Overview of Membrane Potential

• Definition: The voltage difference across a cell membrane at rest due to ionic concentration differences.

• Importance: Essential for the generation and propagation of action potentials.

Action Potentials

• Definition: Rapid, transient changes in membrane potential that propagate along the axon of a neuron.

• Threshold Requirement:

  • An action potential occurs if the threshold is met at the axon hillock; if not met, no action occurs.

  • Final outcome: “Fire” if threshold is met, causing the action potential to travel down the axon.

Neural Communication

• Neurotransmitter Release:

  • Terminal buttons release neurotransmitters into the synapse, leading to either excitation or inhibition of the subsequent neuron.

Structure of the Neuronal Cell Membrane

• Composition:

  • Made up of a phospholipid bilayer which acts as a barrier to ions.

  • Consists of hydrophilic heads and hydrophobic tails within the bilayer.

• Functionality: Generally restricts movement of molecules, exceptions being channel proteins which facilitate ion movement when activated.

Atoms & Molecules

• Atoms: Basic units of matter consisting of protons, neutrons, and electrons.

• Molecules: Two or more atoms bonded together, acting as a unit.

  • Example:

  • Water (H₂O): Comprised of one Oxygen atom and two Hydrogen atoms.

Importance of Water in Neurophysiology

• Water aids in dissolving salts into ions, illustrating its role in cellular processes.

• Dissolution Example:

  • Shows separation of NaCl into Na⁺ and Cl⁻ ions when in water.

Ions and Their Roles

Ions Defined

• Ions: Charged atoms or molecules.

  • Cations: Positively charged ions (e.g., Na⁺, K⁺).

  • Anions: Negatively charged ions (e.g., Cl⁻).

Ion Concentration and Equilibrium

• Driving Forces: Movement of ions is influenced by two primary forces:

  • Chemical Gradient: Difference in concentration of ions across the membrane.

  • Electrical Gradient: Difference in charge, where opposite charges attract and like charges repel.

Transmembrane Proteins and Ion Channels

• Function of Channel Proteins: Allow selective permeability for specific ions.

• Types:

  • Gated channels that open/close based on stimulation (voltage-gated, ligand-gated).

Sodium-Potassium Pump

• Functionality: Maintains resting membrane potential by pumping ions against their concentration gradient:

  • Transports 3 Na⁺ ions out of the cell and 2 K⁺ ions into the cell utilizing ATP for energy.

• Relative Ion Concentrations at Rest:

  • Sodium (Na⁺): Higher concentration outside the cell.

  • Potassium (K⁺): Higher concentration inside the cell.

  • Calcium (Ca²⁺) and Chloride (Cl⁻) concentrations also favor the extracellular space.

Resting Neuron State

Characteristics of a Resting Neuron

• More positive ions (Na⁺, Ca²⁺, Cl⁻) outside and negative ions (K⁺, anions) inside contribute to a net negative charge of approximately -65 mV across the membrane, known as the membrane potential.

Maintaining Resting Potential

• Energy is expended to maintain the ion distribution.

  • Mitochondrial Involvement: Mitochondria power the sodium-potassium pumps that maintain higher K⁺ inside and higher Na⁺ outside the neuron.

Postsynaptic Potentials (PSPs)

Types of Postsynaptic Potentials

• EPSP: Excitatory Postsynaptic Potential—causes depolarization, making the inside of the cell less negative.
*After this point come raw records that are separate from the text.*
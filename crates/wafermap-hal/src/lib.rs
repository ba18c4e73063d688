//! Hardware access layer for the wafer system.
//!
//! Three concerns live here, all below the mapping pipeline:
//!
//! * the **resource manager** — which chips exist, which are defective,
//!   which have been claimed by the mapping;
//! * the **hardware descriptor** — an in-memory register image per chip
//!   that the pipeline stages write into and a configuration back-end
//!   later flushes to silicon or to a simulator;
//! * the **calibration database** — per-chip analog calibration data with
//!   a built-in default backend and a file backend.
//!
//! The descriptor performs no I/O and no validation beyond coordinate
//! ranges; semantic rules (which merger may feed which bus, and so on)
//! are the mapping pipeline's job.

#![warn(missing_docs)]
#![warn(clippy::all, clippy::pedantic)]
#![allow(clippy::module_name_repetitions)]
#![allow(clippy::must_use_candidate)]

mod calib;
mod resources;
mod wafer;

pub use calib::{
    resolve_calib_path, CalibBackendKind, CalibrationError, ChipCalibration, GmaxConfig,
    NeuronCalibration, SharedCalibration, SynapseRowCalibration, BIG_CAP_FARAD, DAC_MAX,
    MAX_FG_VOLTAGE, SMALL_CAP_FARAD,
};
pub use resources::{ResourceManager, ResourceManifest};
pub use wafer::{
    BackgroundGeneratorConfig, ChipDescriptor, DncMergerConfig, DriverConfig, DriverRowConfig,
    GbitDirection, HwNeuronParameters, Layer1, MergerMode, NeuronRegister, SharedBlockRegisters,
    Spike, WaferDescriptor,
};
• IPSP: Inhibitory Postsynaptic Potential—causes hyperpolarization, making the inside of the cell more negative.

Signal Transmission

• Neurotransmitter binding can lead to changes in the electrical charge of the postsynaptic neuron, influencing whether or not it will fire an action potential based on the cumulative effect of all incoming signals.